A clean energy development initiative in rural Nicaragua has shown the way to reduce carbon emissions in developing nations and also assist the poor in cutting down their energy expenses.
In the developing world, reducing greenhouse gas emissions is often seen as being in conflict with alleviating poverty, since improving the standard of living is usually associated with increased energy use.
Now, UC Berkeley graduate student Christian E. Casillas and professor Daniel M. Kammen have analysed simple steps taken by Nicaragua's Ministry of Energy and Mines and the nonprofit blueEnergy to reduce the cost of energy while reducing carbon emissions for a community of 172 households on the country's Mosquito Coast.
Casillas said the villages of Orinoco and Marshall Point are off the nation's electric grid and obtain their power from diesel generators.
This encouraged indiscriminate energy use, with lights, televisions and radios remaining on, even when not being used, said Casillas.

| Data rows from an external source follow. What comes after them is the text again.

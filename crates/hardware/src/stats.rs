//! Simulation statistics collection and reporting.
//!
//! This module gathers the counters every component keeps into one summary. It provides:
//! 1. **Kernel:** Rising edges, simulated time and host wall-clock time.
//! 2. **PCIe:** Requests issued by the root complex, completions matched and unexpected, and
//!    traffic the device adapter forwarded, dropped or rejected.
//! 3. **AXI:** Bursts, beats and bytes the memory model absorbed or returned.

use std::time::Instant;

use crate::axi::AxiRamStats;
use crate::common::SimTime;
use crate::pcie::{AdapterStats, RcStats};
use crate::sim::Simulator;

/// Snapshot of every component's counters.
#[derive(Debug, Clone)]
pub struct SimStats {
    start_time: Instant,
    /// Rising edges processed.
    pub cycles: u64,
    /// Simulated time at collection.
    pub sim_time: SimTime,
    /// Root complex counters.
    pub rc: RcStats,
    /// Device adapter counters.
    pub adapter: AdapterStats,
    /// AXI memory counters.
    pub axi: AxiRamStats,
}

impl Default for SimStats {
    fn default() -> Self {
        Self {
            start_time: Instant::now(),
            cycles: 0,
            sim_time: SimTime::ZERO,
            rc: RcStats::default(),
            adapter: AdapterStats::default(),
            axi: AxiRamStats::default(),
        }
    }
}

impl SimStats {
    /// Collects counters from the kernel and the PCIe components.
    pub fn collect(sim: &Simulator, rc: &RcStats, adapter: AdapterStats) -> Self {
        Self {
            cycles: sim.cycles(),
            sim_time: sim.now(),
            rc: *rc,
            adapter,
            axi: *sim.axi_ram.stats(),
            ..Self::default()
        }
    }

    /// Restarts the wall-clock measurement used by `print`.
    pub fn with_start(mut self, start: Instant) -> Self {
        self.start_time = start;
        self
    }

    /// Prints the sections named in `sections` (`summary`, `pcie`, `axi`); all if empty.
    pub fn print_sections(&self, sections: &[String]) {
        let want = |s: &str| sections.is_empty() || sections.iter().any(|x| x == s);
        let seconds = self.start_time.elapsed().as_secs_f64().max(f64::EPSILON);

        if want("summary") {
            let khz = (self.cycles as f64 / seconds) / 1000.0;
            println!("\n==========================================================");
            println!("PCIE-AXI TESTBENCH STATISTICS");
            println!("==========================================================");
            println!("host_seconds             {seconds:.4} s");
            println!("sim_cycles               {}", self.cycles);
            println!("sim_time                 {}", self.sim_time);
            println!("sim_freq                 {khz:.2} kHz");
            println!("----------------------------------------------------------");
        }
        if want("pcie") {
            let rc = &self.rc;
            let ad = &self.adapter;
            println!("PCIE");
            println!("  rc.config_requests     {}", rc.config_requests);
            println!("  rc.memory_writes       {}", rc.memory_writes);
            println!("  rc.memory_reads        {}", rc.memory_reads);
            println!("  rc.bytes_written       {}", rc.bytes_written);
            println!("  rc.bytes_read          {}", rc.bytes_read);
            println!("  rc.completions         {}", rc.completions);
            println!("  rc.cpl_failed          {}", rc.failed_completions);
            println!("  rc.cpl_unexpected      {}", rc.unexpected_completions);
            println!("  ep.config_requests     {}", ad.config_requests);
            println!("  ep.requests_to_dut     {}", ad.requests_forwarded);
            println!("  ep.completions_up      {}", ad.completions_returned);
            println!("  ep.dropped_posted      {}", ad.dropped_posted);
            println!("  ep.unsupported         {}", ad.unsupported_requests);
            println!("----------------------------------------------------------");
        }
        if want("axi") {
            let axi = &self.axi;
            println!("AXI");
            println!("  write_bursts           {}", axi.write_bursts);
            println!("  write_beats            {}", axi.write_beats);
            println!("  bytes_written          {}", axi.bytes_written);
            println!("  read_bursts            {}", axi.read_bursts);
            println!("  read_beats             {}", axi.read_beats);
            println!("==========================================================");
        }
    }

    /// Prints every section.
    pub fn print(&self) {
        self.print_sections(&[]);
    }
}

After the government installed meters, however, energy use dropped by 28 percent, and many people's electric bills also dropped.
The non-governmental organization blueEnergy, whose administrative office is in San Francisco, subsequently worked with the government to institute in Orinoco and Marshall Point a simple energy conservation campaign: Villagers were offered two efficient compact fluorescent light bulbs (CFL) in exchange for two incandescent bulbs.
This program reduced household energy use by an additional 17 percent, on average.
"What we are saying is, if you're thinking about some of the lowest hanging fruit to lower greenhouse gas emissions, rural communities should be one of the first places you look for making small but very cheap carbon reductions," said Casillas, who is an advisor to blueEnergy.